=== Section Start ===

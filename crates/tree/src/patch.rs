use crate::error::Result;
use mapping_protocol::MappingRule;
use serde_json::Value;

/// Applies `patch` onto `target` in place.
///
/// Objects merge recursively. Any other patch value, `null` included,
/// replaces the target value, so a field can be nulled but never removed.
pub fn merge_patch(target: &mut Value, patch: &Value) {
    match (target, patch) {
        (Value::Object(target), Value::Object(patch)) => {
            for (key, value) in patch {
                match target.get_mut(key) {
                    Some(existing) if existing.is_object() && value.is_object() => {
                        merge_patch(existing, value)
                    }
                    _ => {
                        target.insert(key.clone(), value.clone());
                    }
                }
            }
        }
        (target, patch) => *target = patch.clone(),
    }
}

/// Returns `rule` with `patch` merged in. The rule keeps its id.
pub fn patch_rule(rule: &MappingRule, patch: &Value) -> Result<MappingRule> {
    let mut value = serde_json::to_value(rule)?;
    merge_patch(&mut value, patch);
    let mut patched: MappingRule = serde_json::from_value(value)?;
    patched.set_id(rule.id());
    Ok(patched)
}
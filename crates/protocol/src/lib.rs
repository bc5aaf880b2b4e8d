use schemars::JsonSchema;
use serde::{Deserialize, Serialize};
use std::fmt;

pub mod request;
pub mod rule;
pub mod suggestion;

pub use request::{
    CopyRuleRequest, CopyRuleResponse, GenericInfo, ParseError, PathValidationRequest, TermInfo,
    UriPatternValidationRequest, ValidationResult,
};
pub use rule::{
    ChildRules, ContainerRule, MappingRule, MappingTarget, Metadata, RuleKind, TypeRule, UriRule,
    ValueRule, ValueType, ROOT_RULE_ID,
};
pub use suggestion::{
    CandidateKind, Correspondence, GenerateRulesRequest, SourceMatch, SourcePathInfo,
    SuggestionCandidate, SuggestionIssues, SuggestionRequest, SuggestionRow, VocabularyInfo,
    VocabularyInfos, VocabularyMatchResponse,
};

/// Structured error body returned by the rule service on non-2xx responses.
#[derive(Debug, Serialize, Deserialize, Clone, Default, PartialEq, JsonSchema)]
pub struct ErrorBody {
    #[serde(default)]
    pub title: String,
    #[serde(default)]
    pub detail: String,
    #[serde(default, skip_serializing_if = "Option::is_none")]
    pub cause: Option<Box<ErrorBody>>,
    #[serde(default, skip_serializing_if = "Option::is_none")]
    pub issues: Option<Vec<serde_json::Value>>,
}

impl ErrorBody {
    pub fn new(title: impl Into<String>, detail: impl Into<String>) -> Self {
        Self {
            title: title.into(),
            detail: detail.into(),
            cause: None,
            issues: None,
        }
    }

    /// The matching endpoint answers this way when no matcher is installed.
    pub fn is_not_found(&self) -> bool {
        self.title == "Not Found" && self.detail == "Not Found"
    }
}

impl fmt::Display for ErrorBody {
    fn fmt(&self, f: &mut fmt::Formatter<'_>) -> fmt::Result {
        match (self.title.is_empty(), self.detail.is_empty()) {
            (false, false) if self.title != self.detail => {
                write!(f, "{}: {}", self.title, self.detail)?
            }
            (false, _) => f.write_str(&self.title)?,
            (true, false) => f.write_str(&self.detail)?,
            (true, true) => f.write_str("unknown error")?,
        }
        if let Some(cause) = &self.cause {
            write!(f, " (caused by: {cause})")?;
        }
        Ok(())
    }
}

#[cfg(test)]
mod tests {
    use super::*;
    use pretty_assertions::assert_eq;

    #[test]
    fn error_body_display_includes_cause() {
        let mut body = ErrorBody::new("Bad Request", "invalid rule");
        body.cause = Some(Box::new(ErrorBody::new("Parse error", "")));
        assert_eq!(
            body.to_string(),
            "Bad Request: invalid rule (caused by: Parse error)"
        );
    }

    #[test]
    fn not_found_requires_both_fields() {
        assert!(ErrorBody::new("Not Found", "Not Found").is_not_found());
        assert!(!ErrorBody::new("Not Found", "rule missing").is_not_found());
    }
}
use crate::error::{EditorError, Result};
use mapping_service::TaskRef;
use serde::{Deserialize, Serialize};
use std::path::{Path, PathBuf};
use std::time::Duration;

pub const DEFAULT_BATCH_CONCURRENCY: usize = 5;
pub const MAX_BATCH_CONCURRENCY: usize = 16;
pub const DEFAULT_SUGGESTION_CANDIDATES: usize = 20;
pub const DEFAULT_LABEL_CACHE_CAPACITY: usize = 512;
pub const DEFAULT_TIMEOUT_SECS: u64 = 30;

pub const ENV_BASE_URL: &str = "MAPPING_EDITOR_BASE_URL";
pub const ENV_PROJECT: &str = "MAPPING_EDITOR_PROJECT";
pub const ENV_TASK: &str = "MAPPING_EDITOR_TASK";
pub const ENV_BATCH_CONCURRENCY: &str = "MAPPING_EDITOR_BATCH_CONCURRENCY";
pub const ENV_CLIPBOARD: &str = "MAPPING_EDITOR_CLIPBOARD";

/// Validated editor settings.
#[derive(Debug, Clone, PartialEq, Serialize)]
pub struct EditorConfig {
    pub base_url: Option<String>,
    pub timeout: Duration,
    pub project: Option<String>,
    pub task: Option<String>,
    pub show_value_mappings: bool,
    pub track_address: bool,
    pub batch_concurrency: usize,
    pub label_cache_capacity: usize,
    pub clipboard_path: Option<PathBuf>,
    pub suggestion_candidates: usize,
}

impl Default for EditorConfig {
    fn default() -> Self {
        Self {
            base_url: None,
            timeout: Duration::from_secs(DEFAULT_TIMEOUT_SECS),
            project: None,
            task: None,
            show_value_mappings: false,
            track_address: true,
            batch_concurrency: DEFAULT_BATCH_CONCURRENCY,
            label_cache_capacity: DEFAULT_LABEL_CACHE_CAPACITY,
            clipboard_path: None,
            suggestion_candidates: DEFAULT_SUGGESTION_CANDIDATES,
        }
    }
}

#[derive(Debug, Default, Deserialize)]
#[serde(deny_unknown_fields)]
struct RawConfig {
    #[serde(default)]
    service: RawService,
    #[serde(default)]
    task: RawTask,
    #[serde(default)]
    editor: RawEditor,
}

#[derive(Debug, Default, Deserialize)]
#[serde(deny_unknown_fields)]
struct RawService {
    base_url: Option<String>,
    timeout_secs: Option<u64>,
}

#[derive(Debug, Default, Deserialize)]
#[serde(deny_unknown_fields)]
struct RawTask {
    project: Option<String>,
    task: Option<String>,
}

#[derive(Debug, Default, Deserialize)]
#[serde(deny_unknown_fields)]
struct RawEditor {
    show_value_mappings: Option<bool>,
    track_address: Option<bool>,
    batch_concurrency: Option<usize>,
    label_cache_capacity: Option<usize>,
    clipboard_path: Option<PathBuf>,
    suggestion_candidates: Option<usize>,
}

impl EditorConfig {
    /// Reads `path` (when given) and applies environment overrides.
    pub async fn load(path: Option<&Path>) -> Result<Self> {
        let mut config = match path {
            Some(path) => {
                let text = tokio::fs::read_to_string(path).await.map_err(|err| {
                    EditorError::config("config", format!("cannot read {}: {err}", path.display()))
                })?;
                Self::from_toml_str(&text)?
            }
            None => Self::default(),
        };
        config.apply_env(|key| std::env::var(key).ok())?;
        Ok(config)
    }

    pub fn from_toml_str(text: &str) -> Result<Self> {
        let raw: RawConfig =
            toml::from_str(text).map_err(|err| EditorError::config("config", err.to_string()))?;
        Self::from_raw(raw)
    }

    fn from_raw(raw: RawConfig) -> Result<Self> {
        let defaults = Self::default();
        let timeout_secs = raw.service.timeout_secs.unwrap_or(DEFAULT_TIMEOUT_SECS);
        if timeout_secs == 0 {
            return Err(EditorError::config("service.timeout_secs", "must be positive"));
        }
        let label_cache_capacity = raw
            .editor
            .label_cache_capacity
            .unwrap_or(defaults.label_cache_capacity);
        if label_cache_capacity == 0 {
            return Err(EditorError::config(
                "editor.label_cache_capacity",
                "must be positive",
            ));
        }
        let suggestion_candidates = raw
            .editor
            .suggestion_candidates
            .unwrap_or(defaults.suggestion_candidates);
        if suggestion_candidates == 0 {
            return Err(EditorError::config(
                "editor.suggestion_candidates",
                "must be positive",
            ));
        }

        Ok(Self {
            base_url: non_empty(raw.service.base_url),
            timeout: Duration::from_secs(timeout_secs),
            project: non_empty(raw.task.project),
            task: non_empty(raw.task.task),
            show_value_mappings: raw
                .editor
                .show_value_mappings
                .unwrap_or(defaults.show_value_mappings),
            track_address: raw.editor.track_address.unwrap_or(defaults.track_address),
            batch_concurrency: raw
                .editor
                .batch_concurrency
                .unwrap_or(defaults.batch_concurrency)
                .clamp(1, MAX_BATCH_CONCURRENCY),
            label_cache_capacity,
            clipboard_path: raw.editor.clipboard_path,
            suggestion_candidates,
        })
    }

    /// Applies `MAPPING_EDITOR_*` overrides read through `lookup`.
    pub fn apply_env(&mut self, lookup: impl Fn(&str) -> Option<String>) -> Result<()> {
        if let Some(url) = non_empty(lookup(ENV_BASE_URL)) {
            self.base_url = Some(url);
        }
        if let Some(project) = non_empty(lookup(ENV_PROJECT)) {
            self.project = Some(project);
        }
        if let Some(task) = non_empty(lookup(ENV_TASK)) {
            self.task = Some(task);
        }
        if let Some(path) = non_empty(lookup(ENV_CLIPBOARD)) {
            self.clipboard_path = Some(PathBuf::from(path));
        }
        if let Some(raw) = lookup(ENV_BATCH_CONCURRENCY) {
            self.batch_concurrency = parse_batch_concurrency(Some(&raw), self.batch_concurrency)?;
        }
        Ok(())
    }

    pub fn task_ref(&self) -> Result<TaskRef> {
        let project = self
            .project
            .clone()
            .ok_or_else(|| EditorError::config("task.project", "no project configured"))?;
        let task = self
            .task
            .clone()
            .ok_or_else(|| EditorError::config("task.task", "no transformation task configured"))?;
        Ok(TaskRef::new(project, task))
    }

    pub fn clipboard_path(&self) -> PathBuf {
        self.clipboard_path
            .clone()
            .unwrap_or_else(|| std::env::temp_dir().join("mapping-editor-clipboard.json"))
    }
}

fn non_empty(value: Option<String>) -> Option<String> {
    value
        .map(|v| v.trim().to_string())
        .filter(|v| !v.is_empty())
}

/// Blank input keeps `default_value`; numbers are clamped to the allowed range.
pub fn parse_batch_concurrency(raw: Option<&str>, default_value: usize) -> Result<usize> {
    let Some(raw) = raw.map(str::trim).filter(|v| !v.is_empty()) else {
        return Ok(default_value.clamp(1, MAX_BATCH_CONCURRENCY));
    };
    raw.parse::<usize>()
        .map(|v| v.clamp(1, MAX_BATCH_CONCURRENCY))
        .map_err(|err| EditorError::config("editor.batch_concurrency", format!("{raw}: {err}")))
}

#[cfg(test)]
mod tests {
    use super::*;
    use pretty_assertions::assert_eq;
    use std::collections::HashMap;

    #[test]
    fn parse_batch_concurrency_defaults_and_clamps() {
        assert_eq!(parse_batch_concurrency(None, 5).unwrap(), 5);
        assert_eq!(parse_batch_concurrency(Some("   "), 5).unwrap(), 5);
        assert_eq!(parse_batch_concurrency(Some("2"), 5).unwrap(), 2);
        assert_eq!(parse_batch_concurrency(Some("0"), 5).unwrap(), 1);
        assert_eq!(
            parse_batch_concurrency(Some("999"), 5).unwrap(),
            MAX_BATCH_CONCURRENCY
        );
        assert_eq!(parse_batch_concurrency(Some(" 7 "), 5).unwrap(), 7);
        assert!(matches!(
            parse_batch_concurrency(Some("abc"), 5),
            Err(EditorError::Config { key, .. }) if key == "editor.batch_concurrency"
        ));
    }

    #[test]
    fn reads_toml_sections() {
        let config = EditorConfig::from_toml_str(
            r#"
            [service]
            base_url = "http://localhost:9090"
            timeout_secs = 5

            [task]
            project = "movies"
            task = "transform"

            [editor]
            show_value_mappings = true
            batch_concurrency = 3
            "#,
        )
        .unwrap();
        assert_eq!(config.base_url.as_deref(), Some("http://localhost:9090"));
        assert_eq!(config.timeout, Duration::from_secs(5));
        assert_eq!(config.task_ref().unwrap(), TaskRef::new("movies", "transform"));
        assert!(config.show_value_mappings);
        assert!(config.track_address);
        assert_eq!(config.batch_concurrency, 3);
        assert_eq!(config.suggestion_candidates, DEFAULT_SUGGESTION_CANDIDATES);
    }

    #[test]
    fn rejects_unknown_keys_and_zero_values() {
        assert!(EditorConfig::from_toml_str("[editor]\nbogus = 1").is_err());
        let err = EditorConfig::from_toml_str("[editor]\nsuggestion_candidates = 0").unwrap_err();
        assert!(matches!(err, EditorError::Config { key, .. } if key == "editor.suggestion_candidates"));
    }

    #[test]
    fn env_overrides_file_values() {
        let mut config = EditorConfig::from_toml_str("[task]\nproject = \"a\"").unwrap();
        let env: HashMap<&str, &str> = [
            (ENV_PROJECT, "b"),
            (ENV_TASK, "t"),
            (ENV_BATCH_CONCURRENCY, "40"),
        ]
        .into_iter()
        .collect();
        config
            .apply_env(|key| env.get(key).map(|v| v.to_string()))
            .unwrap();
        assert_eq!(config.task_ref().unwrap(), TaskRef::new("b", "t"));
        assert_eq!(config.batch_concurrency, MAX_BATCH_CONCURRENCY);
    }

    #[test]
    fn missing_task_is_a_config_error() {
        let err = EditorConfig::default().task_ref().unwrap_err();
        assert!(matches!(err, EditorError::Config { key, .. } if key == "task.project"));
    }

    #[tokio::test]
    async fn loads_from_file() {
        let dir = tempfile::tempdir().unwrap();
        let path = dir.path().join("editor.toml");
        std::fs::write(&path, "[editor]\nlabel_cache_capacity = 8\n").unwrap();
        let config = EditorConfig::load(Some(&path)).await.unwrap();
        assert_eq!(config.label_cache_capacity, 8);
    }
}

=== Section End ===

# PROBLEM DETAILS
Copy all lines above containing the string "filter".

# OUTPUT OF THE EXERCISE
        .filter(|v| !v.is_empty())
    let Some(raw) = raw.map(str::trim).filter(|v| !v.is_empty()) else {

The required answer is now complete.